Georgia News

New Research Cites Meth Project Ads as Effective
Study Published in Journal of Marketing Research Finds Meth Project's Approach "Significantly Reduced Future Drug Use"

PALO ALTO, Calif.—March 7, 2012—A new study published in the Journal of Marketing Research has cited the Meth Project's advertising as effective in deterring substance abuse.

The new study, by researchers at the W. P. Carey School of Business at Arizona State University, compared different types of advertisements—ads that used only fear tactics to convey their message, ads like the Meth Project's that added an additional element on top of the fear that would disgust target audiences, and ads that were emotionally neutral.

The researchers tested the effectiveness of several advertisements—including the Meth Project's—with a group of college students and found that ads that relied on fear alone to convey their message did not lead to immediate changes in attitudes or behavior. However, according to the study, the Meth Project ads and others that incorporated an element of "disgust," such as rotting teeth, skin sores or infections, did compel viewers to "undertake distancing behaviors," such as deciding not to use illegal drugs.

The researchers presented students with a series of three Meth prevention ads. Each advertisement used identical copy from one of the Meth Project's ads to convey a drug-prevention message. However, the images in each ad were different, and were designed to evoke either fear and disgust, fear only, or neutral emotions. An actual Meth Project campaign ad depicting a teen with open sores on his face represented the fear and disgust test; the fear-only image was a coffin; and the neutral image showed two teens sitting side by side. The fear and disgust image using the Meth Project's ad was the only one to have a significant impact on the participants' intentions to use illegal drugs in the future.
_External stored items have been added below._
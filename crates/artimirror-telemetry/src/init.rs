//! Telemetry initialisation primitives and logging configuration.
//!
//! # Design
//! - Centralises logging setup (fmt or JSON) with a single entry point.
//! - Records the build SHA once to avoid inconsistencies across modules.
//! - `RUST_LOG` always wins over the configured level.

use once_cell::sync::OnceCell;
use tracing_subscriber::{EnvFilter, fmt, layer::SubscriberExt, util::SubscriberInitExt};

use crate::error::{TelemetryError, TelemetryResult};

/// Default logging target when `RUST_LOG` is not provided.
pub const DEFAULT_LOG_LEVEL: &str = "info";

static BUILD_SHA: OnceCell<String> = OnceCell::new();

/// Configure and install the global tracing subscriber.
///
/// # Errors
///
/// Returns an error if the tracing subscriber cannot be installed (for example,
/// because another subscriber has already been set globally).
pub fn init_logging(config: &LoggingConfig<'_>) -> TelemetryResult<()> {
    let _ = BUILD_SHA.set(config.build_sha.to_string());

    let filter = build_env_filter(config.level);
    let installed = match config.format {
        LogFormat::Json => tracing_subscriber::registry()
            .with(filter)
            .with(
                fmt::layer()
                    .json()
                    .with_target(false)
                    .with_thread_ids(false),
            )
            .try_init(),
        LogFormat::Pretty => tracing_subscriber::registry()
            .with(filter)
            .with(fmt::layer().with_target(false).with_thread_ids(false))
            .try_init(),
    };
    installed.map_err(|source| TelemetryError::SubscriberInstall { source })
}

/// Access the build SHA recorded during logging initialisation.
#[must_use]
pub fn build_sha() -> &'static str {
    BUILD_SHA.get().map_or("dev", String::as_str)
}

/// Logging configuration.
#[derive(Debug, Clone)]
pub struct LoggingConfig<'a> {
    /// Log level string (e.g., `info`, `debug`).
    pub level: &'a str,
    /// Output format selection for the tracing subscriber.
    pub format: LogFormat,
    /// Build identifier recorded in structured logs.
    pub build_sha: &'a str,
}

impl Default for LoggingConfig<'_> {
    fn default() -> Self {
        Self {
            level: DEFAULT_LOG_LEVEL,
            format: LogFormat::infer(),
            build_sha: build_sha(),
        }
    }
}

/// Available output formats for the logger.
#[derive(Debug, Clone, Copy, PartialEq, Eq)]
pub enum LogFormat {
    /// Emit logs as structured JSON objects.
    Json,
    /// Emit human-readable, pretty-printed logs.
    Pretty,
}

impl LogFormat {
    /// Choose a sensible default for the current build.
    #[must_use]
    pub const fn infer() -> Self {
        if cfg!(debug_assertions) {
            Self::Pretty
        } else {
            Self::Json
        }
    }

    /// Interpret an optional `LOG_FORMAT` value; unknown or missing values infer.
    #[must_use]
    pub fn from_setting(raw: Option<&str>) -> Self {
        match raw.map(|value| value.trim().to_ascii_lowercase()) {
            Some(value) if value == "json" => Self::Json,
            Some(value) if value == "pretty" => Self::Pretty,
            _ => Self::infer(),
        }
    }
}

fn build_env_filter(level: &str) -> EnvFilter {
    EnvFilter::try_from_default_env().unwrap_or_else(|_| EnvFilter::new(level))
}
"Notably, the disgust and fear appeal condition in this study used an actual advertisement from the Montana Meth Project, a nationally recognized, award-winning program that uses high-impact advertising to reduce methamphetamine use . . . It was only the disgust-inducing fear appeal [the Meth Project ad] that significantly reduced future drug use, making it more effective in terms of persuasion and compliance," the report concluded.

The new study, "How Disgust Enhances the Effectiveness of Fear Appeals," by Andrea C. Morales, Eugenia C. Wu, and Gavan J. Fitzsimons, was published in the Journal of Marketing Research. The journal, which is published by the American Marketing Association, is a bi-monthly peer-reviewed journal that focuses on the subject of marketing research, from its philosophy, concepts, and theories to its methods, techniques, and applications.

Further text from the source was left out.